The Reserve Bank of India (RBI) relaxed policy on borrowing from overseas to allow State-owned fuel retailers to raise up to $10 billion external debt for working capital needs.
Till now oil marketing companies were not allowed to raise external commercial borrowing (ECB) for working capital needs on a long-term basis. They could raise a maximum of one-year overseas loan by way of buyers credit, repay it within 12 months and raise it again thereafter.
Now, the RBI has allowed them to raise ECB of minimum maturity of 3 or 5 years.
The move comes at a time when international oil prices have hit four-year high of near $85 per barrel and the rupee plummeted to close at an all-time low of Rs 73.34 to a US dollar.
Indian Oil Corp (IOC), Bharat Petroleum Corp Ltd (BPCL) and Hindustan Petroleum Corp Ltd (HPCL) will be allowed to raise overseas funds with a minimum average maturity period of 3 or 5 years under the automatic route.
The RBI also lifted the individual borrowing limit set at $750 million under the external commercial borrowing (ECB) framework.
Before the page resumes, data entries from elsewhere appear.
//! Output rendering for hook runs.
//!
//! Supports `human` (default) and `json` outputs. The JSON form includes
//! per-file fields and a top-level summary.

use crate::models::FixReport;
use crate::utils::{display_path, use_colors};
use owo_colors::OwoColorize;
use serde_json::json;
use serde_json::Value as JsonVal;
use std::path::Path;

fn action_label(hook: &str) -> &'static str {
    match hook {
        "requirements-txt" => "sorted:",
        _ => "fixed:",
    }
}

/// Print a hook report in the requested format.
///
/// Human mode lists only rewritten files; a clean run prints nothing.
pub fn print_report(report: &FixReport, output: &str, repo_root: &Path) {
    match output {
        "json" => match serde_json::to_string_pretty(&compose_report_json(report, repo_root)) {
            Ok(s) => println!("{}", s),
            Err(e) => tracing::error!(error = %e, "failed to serialize report"),
        },
        _ => {
            let color = use_colors(output);
            let label = action_label(report.hook);
            for r in report.results.iter().filter(|r| r.changed) {
                let file = display_path(Path::new(&r.file), repo_root);
                if color {
                    println!("{} {}", label.green().bold(), file.bold());
                } else {
                    println!("{} {}", label, file);
                }
            }
        }
    }
}

/// Compose the JSON object for a report (pure) for testing purposes.
pub fn compose_report_json(report: &FixReport, repo_root: &Path) -> JsonVal {
    let items: Vec<_> = report
        .results
        .iter()
        .map(|r| {
            json!({
                "file": display_path(Path::new(&r.file), repo_root),
                "changed": r.changed,
            })
        })
        .collect();
    json!({
        "hook": report.hook,
        "results": items,
        "summary": report.summary,
    })
}
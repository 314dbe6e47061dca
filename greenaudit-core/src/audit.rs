use crate::{
    calculator::{self, EmissionBreakdown},
    chart::{self, ChartBar},
    classifier,
    error::GreenAuditError,
    logger::AuditLogger,
};
use greenaudit_schemas::{
    consumption::ConsumptionInputs,
    factors::{EmissionFactors, ImpactThresholds},
    impact::ImpactLevel,
    profile::CompanyProfile,
};
use log::{debug, info};
use serde::Serialize;

/// Everything a front end needs to render one evaluation.
#[derive(Debug, Clone, Serialize)]
pub struct AuditReport {
    pub profile: CompanyProfile,
    pub consumption: ConsumptionInputs,
    pub factors: EmissionFactors,
    pub thresholds: ImpactThresholds,
    pub breakdown: EmissionBreakdown,
    pub impact: ImpactLevel,
    pub chart: Vec<ChartBar>,
}

impl AuditReport {
    pub fn to_json_pretty(&self) -> Result<String, GreenAuditError> {
        Ok(serde_json::to_string_pretty(self)?)
    }
}

/// A fluent builder for constructing an [`Audit`].
///
/// Anything left unset falls back to the dashboard defaults: the seed
/// consumption figures, the built-in factors and the 2000 / 5000 kg CO2e
/// thresholds.
#[derive(Default)]
pub struct AuditBuilder {
    profile: Option<CompanyProfile>,
    consumption: Option<ConsumptionInputs>,
    factors: Option<EmissionFactors>,
    thresholds: Option<ImpactThresholds>,
    log_path: Option<String>,
}

impl AuditBuilder {
    pub fn new() -> Self {
        Self::default()
    }

    pub fn with_profile(mut self, profile: CompanyProfile) -> Self {
        self.profile = Some(profile);
        self
    }

    pub fn with_consumption(mut self, consumption: ConsumptionInputs) -> Self {
        self.consumption = Some(consumption);
        self
    }

    pub fn with_factors(mut self, factors: EmissionFactors) -> Self {
        self.factors = Some(factors);
        self
    }

    pub fn with_thresholds(mut self, thresholds: ImpactThresholds) -> Self {
        self.thresholds = Some(thresholds);
        self
    }

    /// Appends every evaluated report to the given CSV file.
    pub fn with_csv_log(mut self, path: &str) -> Self {
        self.log_path = Some(path.to_string());
        self
    }

    /// Validates the configuration and returns a ready-to-run `Audit`.
    ///
    /// # Errors
    ///
    /// Returns a `GreenAuditError` if a consumption value is negative or not
    /// finite, if the resulting emissions overflow, if a factor or threshold is invalid, or if the CSV log cannot
    /// be opened.
    pub fn build(self) -> Result<Audit, GreenAuditError> {
        let consumption = calculator::normalize_inputs(&self.consumption.unwrap_or_default());
        let factors = self.factors.unwrap_or_default();
        let thresholds = self.thresholds.unwrap_or_default();

        calculator::validate_inputs(&consumption)?;
        calculator::validate_factors(&factors)?;
        classifier::validate_thresholds(&thresholds)?;
        calculator::validate_breakdown(&calculator::calculate(&consumption, &factors))?;

        let logger = match self.log_path {
            Some(path) => Some(
                AuditLogger::new(&path).map_err(|e| GreenAuditError::FileIO(path.clone(), e))?,
            ),
            None => None,
        };

        Ok(Audit {
            profile: self.profile.unwrap_or_default(),
            consumption,
            factors,
            thresholds,
            logger,
        })
    }
}

pub struct Audit {
    profile: CompanyProfile,
    consumption: ConsumptionInputs,
    factors: EmissionFactors,
    thresholds: ImpactThresholds,
    logger: Option<AuditLogger>,
}

impl Audit {
    /// Runs the calculator and classifier and records the result if a CSV
    /// log was configured.
    pub fn run(&mut self) -> Result<AuditReport, GreenAuditError> {
        debug!("Evaluating consumption {:?}", self.consumption);

        let breakdown = calculator::calculate(&self.consumption, &self.factors);
        let impact = classifier::classify(breakdown.grand_total, &self.thresholds);
        info!(
            "{}: {:.2} kg CO2e total, rated {}",
            self.profile.company_name, breakdown.grand_total, impact
        );

        let report = AuditReport {
            profile: self.profile.clone(),
            consumption: self.consumption,
            factors: self.factors.clone(),
            thresholds: self.thresholds,
            breakdown,
            impact,
            chart: chart::chart_series(&breakdown),
        };

        if let Some(logger) = &mut self.logger {
            logger.log_report(&report)?;
        }
        Ok(report)
    }
}

#[cfg(test)]
mod tests {
    use super::*;
    use crate::logger::read_log;
    use greenaudit_schemas::profile::IndustrySector;
    use std::fs;

    fn temp_path(name: &str) -> String {
        let path = std::env::temp_dir().join(format!("greenaudit_{}_{}", std::process::id(), name));
        let _ = fs::remove_file(&path);
        path.to_string_lossy().into_owned()
    }

    #[test]
    fn test_defaults_reproduce_seed_scenario() {
        let report = AuditBuilder::new().build().unwrap().run().unwrap();
        assert_eq!(report.profile.company_name, "Maple Leaf Logistics");
        assert!((report.breakdown.grand_total - 4841.0).abs() < 1e-9);
        assert_eq!(report.impact, ImpactLevel::Moderate);
        assert_eq!(report.chart.len(), 3);
    }

    #[test]
    fn test_negative_input_is_rejected_at_build() {
        let result = AuditBuilder::new()
            .with_consumption(ConsumptionInputs::new(-1.0, 0.0, 0.0))
            .build();
        assert!(matches!(result, Err(GreenAuditError::InvalidInput { .. })));
    }

    #[test]
    fn test_overflowing_consumption_is_rejected_at_build() {
        let result = AuditBuilder::new()
            .with_consumption(ConsumptionInputs::new(f64::MAX, 0.0, 0.0))
            .build();
        assert!(matches!(result, Err(GreenAuditError::InvalidInput { .. })));

        // Each source stays finite, their Scope 1 sum does not.
        let result = AuditBuilder::new()
            .with_consumption(ConsumptionInputs::new(f64::MAX / 3.0, f64::MAX / 2.0, 0.0))
            .build();
        match result {
            Err(GreenAuditError::InvalidInput { field, .. }) => assert_eq!(field, "scope1_total"),
            other => panic!("unexpected result: {:?}", other.err()),
        }
    }

    #[test]
    fn test_inverted_thresholds_are_rejected_at_build() {
        let result = AuditBuilder::new()
            .with_thresholds(ImpactThresholds {
                moderate_above_kg_co2e: 10.0,
                high_above_kg_co2e: 5.0,
            })
            .build();
        assert!(matches!(result, Err(GreenAuditError::InvalidThresholds(_))));
    }

    #[test]
    fn test_running_twice_is_identical() {
        let mut audit = AuditBuilder::new()
            .with_consumption(ConsumptionInputs::new(3000.0, 0.0, 0.0))
            .build()
            .unwrap();
        let first = audit.run().unwrap();
        let second = audit.run().unwrap();
        assert_eq!(first.breakdown, second.breakdown);
        assert_eq!(first.impact, ImpactLevel::High);
    }

    #[test]
    fn test_profile_does_not_affect_totals() {
        let retail = CompanyProfile {
            company_name: "Corner Shop".to_string(),
            industry: IndustrySector::Retail,
        };
        let a = AuditBuilder::new().build().unwrap().run().unwrap();
        let b = AuditBuilder::new().with_profile(retail).build().unwrap().run().unwrap();
        assert_eq!(a.breakdown, b.breakdown);
        assert_eq!(a.impact, b.impact);
    }

    #[test]
    fn test_csv_log_appends_rows() {
        let path = temp_path("audit_log.csv");
        let mut audit = AuditBuilder::new().with_csv_log(&path).build().unwrap();
        audit.run().unwrap();
        drop(audit);

        let mut audit = AuditBuilder::new()
            .with_consumption(ConsumptionInputs::new(0.0, 0.0, 0.0))
            .with_csv_log(&path)
            .build()
            .unwrap();
        audit.run().unwrap();
        drop(audit);

        let rows = read_log(&path).unwrap();
        assert_eq!(rows.len(), 2);
        assert_eq!(rows[0].impact, ImpactLevel::Moderate);
        assert_eq!(rows[0].industry, IndustrySector::Logistics);
        assert!((rows[0].grand_total - 4841.0).abs() < 1e-9);
        assert_eq!(rows[1].impact, ImpactLevel::Low);

        let raw = fs::read_to_string(&path).unwrap();
        let report = AuditBuilder::new().build().unwrap().run().unwrap();
        let json = serde_json::to_value(&report).unwrap();
        assert_eq!(json["impact"], "moderate");
        assert!(raw.lines().nth(1).unwrap().ends_with(",moderate"));
        let _ = fs::remove_file(&path);
    }

    #[test]
    fn test_report_serializes_to_json() {
        let report = AuditBuilder::new().build().unwrap().run().unwrap();
        let json = report.to_json_pretty().unwrap();
        let value: serde_json::Value = serde_json::from_str(&json).unwrap();
        assert_eq!(value["impact"], "moderate");
        assert_eq!(value["chart"][2]["label"], "Electricity (Scope 2)");
        assert_eq!(value["profile"]["industry"], "Logistics");
    }
}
With oil prices climbing to four-year high and the rupee plunging to new lows, imports have come costlier. Oil companies now need a higher working capacity to meet their monthly import requirements.
India is 81 per cent dependent on imports to meet its oil needs.
“Public Sector Oil Marketing Companies will raise $10 billion for 3-5 year for financing their permanent working capital. RBI has also granted necessary exemptions under the ECB policy,” Economic Affairs Secretary Subhash Chandra Garg said in a tweet.
Separately, the RBI said the overall ceiling for such external commercial borrowings will be $10 billion equivalent and the said facility will come into effect from the date of the circular.